Among the lines below, tally those that hold "push". Return the number and nothing more.

▶ _Exercise material_

---------------

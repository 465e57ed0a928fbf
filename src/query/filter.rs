use super::ast::{Operator, Value};
use super::parser::{parse, ParseError};
use chrono::{Duration, NaiveDateTime};
use serde::de::{self, Deserializer};
use serde::{Deserialize, Serialize, Serializer};
use std::fmt;
use std::str::FromStr;

#[derive(Debug, Clone, PartialEq)]
struct Term {
    op: Operator,
    value: Value,
}

/// A conjunction of `key:OPvalue` clauses.
///
/// Filters are values: every mutation consumes the filter and returns the
/// changed one, and `clone` is a structural copy. Key order and the order of
/// terms within a key are kept for serialization.
#[derive(Debug, Clone, Default)]
pub struct Filter {
    entries: Vec<(String, Vec<Term>)>,
}

/// One clause borrowed from a [`Filter`].
#[derive(Debug, Clone, Copy, PartialEq)]
pub struct Clause<'a> {
    pub key: &'a str,
    pub op: Operator,
    pub value: &'a Value,
}

impl fmt::Display for Clause<'_> {
    fn fmt(&self, f: &mut fmt::Formatter<'_>) -> fmt::Result {
        write!(f, "{}:{}{}", self.key, self.op, self.value)
    }
}

impl Filter {
    pub fn new() -> Self {
        Self::default()
    }

    pub fn is_empty(&self) -> bool {
        self.entries.is_empty()
    }

    /// Number of clauses, not keys.
    pub fn len(&self) -> usize {
        self.entries.iter().map(|(_, terms)| terms.len()).sum()
    }

    pub fn keys(&self) -> impl Iterator<Item = &str> {
        self.entries.iter().map(|(key, _)| key.as_str())
    }

    pub fn clauses(&self) -> impl Iterator<Item = Clause<'_>> {
        self.entries.iter().flat_map(|(key, terms)| {
            terms.iter().map(move |term| Clause {
                key: key.as_str(),
                op: term.op,
                value: &term.value,
            })
        })
    }

    /// Replaces every `(key, op)` term with a single new one at the end of the
    /// key's list.
    pub fn set(mut self, key: impl Into<String>, op: Operator, value: impl Into<Value>) -> Self {
        let key = key.into();
        if let Some(terms) = self.terms_mut(&key) {
            terms.retain(|term| term.op != op);
        }
        self.add(key, op, value)
    }

    /// Appends a term, keeping any existing ones. Used for multi-valued keys.
    pub fn add(mut self, key: impl Into<String>, op: Operator, value: impl Into<Value>) -> Self {
        let key = key.into();
        let term = Term {
            op,
            value: value.into(),
        };
        match self.terms_mut(&key) {
            Some(terms) => terms.push(term),
            None => self.entries.push((key, vec![term])),
        }
        self
    }

    /// Drops every `(key, op)` term.
    pub fn unset(mut self, key: &str, op: Operator) -> Self {
        if let Some(terms) = self.terms_mut(key) {
            terms.retain(|term| term.op != op);
        }
        self.prune();
        self
    }

    /// Drops the first term matching `(key, op, value)`.
    pub fn remove(mut self, key: &str, op: Operator, value: &Value) -> Self {
        if let Some(terms) = self.terms_mut(key) {
            if let Some(index) = terms
                .iter()
                .position(|term| term.op == op && &term.value == value)
            {
                terms.remove(index);
            }
        }
        self.prune();
        self
    }

    /// Drops every term under `key`.
    pub fn remove_key(mut self, key: &str) -> Self {
        self.entries.retain(|(k, _)| k != key);
        self
    }

    pub fn get(&self, key: &str, op: Operator) -> Option<&Value> {
        self.terms(key)?
            .iter()
            .find(|term| term.op == op)
            .map(|term| &term.value)
    }

    pub fn get_all(&self, key: &str, op: Operator) -> Vec<&Value> {
        self.terms(key)
            .map(|terms| {
                terms
                    .iter()
                    .filter(|term| term.op == op)
                    .map(|term| &term.value)
                    .collect()
            })
            .unwrap_or_default()
    }

    /// The most permissive bounds on `key`: the earliest `>`/`>=` value and the
    /// latest `<`/`<=` value. Values that do not read as timestamps are ignored.
    pub fn date_range(&self, key: &str) -> DateRange {
        let mut range = DateRange::default();
        let Some(terms) = self.terms(key) else {
            return range;
        };

        for term in terms {
            let Some(ts) = term.value.as_timestamp() else {
                continue;
            };
            if term.op.is_lower_bound() {
                range.start = Some(range.start.map_or(ts, |start| start.min(ts)));
            } else if term.op.is_upper_bound() {
                range.end = Some(range.end.map_or(ts, |end| end.max(ts)));
            }
        }

        range
    }

    pub fn to_text(&self) -> String {
        self.to_string()
    }

    fn terms(&self, key: &str) -> Option<&Vec<Term>> {
        self.entries
            .iter()
            .find(|(k, _)| k == key)
            .map(|(_, terms)| terms)
    }

    fn terms_mut(&mut self, key: &str) -> Option<&mut Vec<Term>> {
        self.entries
            .iter_mut()
            .find(|(k, _)| k == key)
            .map(|(_, terms)| terms)
    }

    fn prune(&mut self) {
        self.entries.retain(|(_, terms)| !terms.is_empty());
    }
}

/// Two filters are equal when they hold the same keys and, per key, the same
/// terms in the same order. Key order does not matter; term order does.
impl PartialEq for Filter {
    fn eq(&self, other: &Self) -> bool {
        self.entries.len() == other.entries.len()
            && self
                .entries
                .iter()
                .all(|(key, terms)| other.terms(key) == Some(terms))
    }
}

impl fmt::Display for Filter {
    fn fmt(&self, f: &mut fmt::Formatter<'_>) -> fmt::Result {
        for (i, clause) in self.clauses().enumerate() {
            if i > 0 {
                f.write_str(" ")?;
            }
            write!(f, "{}", clause)?;
        }
        Ok(())
    }
}

impl FromStr for Filter {
    type Err = ParseError;

    fn from_str(s: &str) -> Result<Self, Self::Err> {
        parse(s)
    }
}

impl Serialize for Filter {
    fn serialize<S: Serializer>(&self, serializer: S) -> Result<S::Ok, S::Error> {
        serializer.collect_str(self)
    }
}

impl<'de> Deserialize<'de> for Filter {
    fn deserialize<D: Deserializer<'de>>(deserializer: D) -> Result<Self, D::Error> {
        let text = String::deserialize(deserializer)?;
        parse(&text).map_err(de::Error::custom)
    }
}

/// Bounds derived from a filter. Either side may be open.
#[derive(Debug, Clone, Copy, Default, PartialEq, Eq)]
pub struct DateRange {
    pub start: Option<NaiveDateTime>,
    pub end: Option<NaiveDateTime>,
}

impl DateRange {
    pub fn new(start: NaiveDateTime, end: NaiveDateTime) -> Self {
        Self {
            start: Some(start),
            end: Some(end),
        }
    }

    pub fn bounds(&self) -> Option<(NaiveDateTime, NaiveDateTime)> {
        Some((self.start?, self.end?))
    }

    pub fn span(&self) -> Option<Duration> {
        self.bounds().map(|(start, end)| end - start)
    }
}

#[cfg(test)]
mod tests {
    use super::*;
    use chrono::NaiveDate;

    fn day(y: i32, m: u32, d: u32) -> NaiveDateTime {
        NaiveDate::from_ymd_opt(y, m, d)
            .unwrap()
            .and_hms_opt(0, 0, 0)
            .unwrap()
    }

    #[test]
    fn test_set_replaces_add_appends() {
        let filter = Filter::new()
            .set("media_type", Operator::Eq, "photo")
            .set("media_type", Operator::Eq, "video")
            .add("tag", Operator::Eq, "beach")
            .add("tag", Operator::Eq, "vacation");

        assert_eq!(
            filter.get_all("media_type", Operator::Eq),
            vec![&Value::text("video")]
        );
        assert_eq!(filter.get_all("tag", Operator::Eq).len(), 2);
        assert_eq!(filter.len(), 3);
    }

    #[test]
    fn test_set_keeps_other_operators() {
        let filter = Filter::new()
            .set("created_at", Operator::Ge, day(2024, 1, 1))
            .set("created_at", Operator::Lt, day(2024, 2, 1))
            .set("created_at", Operator::Ge, day(2024, 1, 15));

        assert_eq!(
            filter.to_string(),
            "created_at:<2024-02-01 created_at:>=2024-01-15"
        );
    }

    #[test]
    fn test_set_keeps_key_position() {
        let filter = Filter::new()
            .set("tag", Operator::Eq, "beach")
            .set("path", Operator::Like, "/a/%")
            .set("tag", Operator::Eq, "snow");
        assert_eq!(filter.to_string(), r#"tag:="snow" path:%"/a/%""#);
    }

    #[test]
    fn test_get_missing() {
        let filter = Filter::new().add("tag", Operator::Eq, "beach");
        assert_eq!(filter.get("tag", Operator::Ne), None);
        assert_eq!(filter.get("album", Operator::Eq), None);
        assert!(filter.get_all("album", Operator::Eq).is_empty());
    }

    #[test]
    fn test_remove_last_drops_key() {
        let filter = Filter::new()
            .add("tag", Operator::Eq, "beach")
            .add("tag", Operator::Eq, "vacation")
            .add("path", Operator::Like, "/2024/%");

        let filter = filter.remove("tag", Operator::Eq, &Value::text("beach"));
        assert_eq!(filter.get_all("tag", Operator::Eq), vec![&Value::text("vacation")]);

        let filter = filter.remove("tag", Operator::Eq, &Value::text("vacation"));
        assert_eq!(filter.keys().collect::<Vec<_>>(), vec!["path"]);
    }

    #[test]
    fn test_remove_only_first_duplicate() {
        let filter = Filter::new()
            .add("tag", Operator::Eq, "x")
            .add("tag", Operator::Eq, "x")
            .remove("tag", Operator::Eq, &Value::text("x"));
        assert_eq!(filter.len(), 1);
    }

    #[test]
    fn test_unset_last_drops_key() {
        let filter = Filter::new()
            .add("tag", Operator::Eq, "x")
            .unset("tag", Operator::Eq);
        assert!(filter.is_empty());
        assert_eq!(filter.to_string(), "");
    }

    #[test]
    fn test_display_insertion_order() {
        let filter = Filter::new()
            .add("tag", Operator::Eq, "beach")
            .add("is_screenshot", Operator::Eq, false)
            .add("tag", Operator::Eq, "sea side");
        assert_eq!(
            filter.to_string(),
            r#"tag:="beach" tag:="sea side" is_screenshot:=false"#
        );
    }

    #[test]
    fn test_equality_ignores_key_order() {
        let a = Filter::new()
            .add("tag", Operator::Eq, "beach")
            .add("path", Operator::Like, "/a/%");
        let b = Filter::new()
            .add("path", Operator::Like, "/a/%")
            .add("tag", Operator::Eq, "beach");
        assert_eq!(a, b);
    }

    #[test]
    fn test_equality_is_positional_per_key() {
        let a = Filter::new()
            .add("tag", Operator::Eq, "beach")
            .add("tag", Operator::Eq, "vacation");
        let b = Filter::new()
            .add("tag", Operator::Eq, "vacation")
            .add("tag", Operator::Eq, "beach");
        assert_ne!(a, b);
        assert_ne!(a, Filter::new().add("tag", Operator::Eq, "beach"));
    }

    #[test]
    fn test_date_range() {
        let filter = parse("created_at:>=2024-01-01 created_at:<2024-02-01").unwrap();
        assert_eq!(
            filter.date_range("created_at"),
            DateRange::new(day(2024, 1, 1), day(2024, 2, 1))
        );
    }

    #[test]
    fn test_date_range_most_permissive() {
        let filter = Filter::new()
            .add("created_at", Operator::Gt, day(2024, 3, 1))
            .add("created_at", Operator::Ge, day(2024, 1, 1))
            .add("created_at", Operator::Le, day(2024, 5, 1))
            .add("created_at", Operator::Lt, day(2024, 6, 1))
            .add("created_at", Operator::Eq, day(2030, 1, 1));
        assert_eq!(
            filter.date_range("created_at"),
            DateRange::new(day(2024, 1, 1), day(2024, 6, 1))
        );
    }

    #[test]
    fn test_date_range_open_and_text_values() {
        let filter = Filter::new().add("created_at", Operator::Ge, "2024-01-01");
        let range = filter.date_range("created_at");
        assert_eq!(range.start, Some(day(2024, 1, 1)));
        assert_eq!(range.end, None);
        assert_eq!(range.span(), None);
        assert_eq!(Filter::new().date_range("created_at"), DateRange::default());
    }

    #[test]
    fn test_round_trip() {
        let filter = Filter::new()
            .add("tag", Operator::Eq, "beach")
            .add("tag", Operator::Eq, r#"say "hi""#)
            .add("tag", Operator::Eq, r#"it's "x""#)
            .add("path", Operator::Like, r"C:\photos\%")
            .add("latitude", Operator::Gt, 48.5)
            .add("import_id", Operator::Ne, 3i64)
            .add("has_gps", Operator::Eq, true)
            .add("created_at", Operator::Ge, day(2024, 1, 1))
            .add("created_at", Operator::Lt, day(2024, 1, 1) + Duration::hours(7))
            .add("album", Operator::Eq, "")
            .add("name", Operator::Eq, "2024-01-01");

        let text = filter.to_string();
        let parsed = parse(&text).unwrap();
        assert_eq!(parsed, filter);
        assert_eq!(parsed.to_string(), text);
    }

    #[test]
    fn test_clone_is_structural() {
        let filter = Filter::new().add("tag", Operator::Eq, "007");
        let copy = filter.clone().add("tag", Operator::Eq, "x");
        assert_eq!(filter.len(), 1);
        assert_eq!(copy.len(), 2);
        assert_eq!(filter.get("tag", Operator::Eq), Some(&Value::text("007")));
    }

    #[test]
    fn test_serde_as_text() {
        let filter: Filter = serde_yaml::from_str(r#"'tag:="beach" limit:=5'"#).unwrap();
        assert_eq!(filter.get("limit", Operator::Eq), Some(&Value::Number(5.0)));
        let yaml = serde_yaml::to_string(&filter).unwrap();
        let back: Filter = serde_yaml::from_str(&yaml).unwrap();
        assert_eq!(back, filter);
        assert!(serde_yaml::from_str::<Filter>("'tag:\"x'").is_err());
    }
}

---------------

▶ _Written solution_
2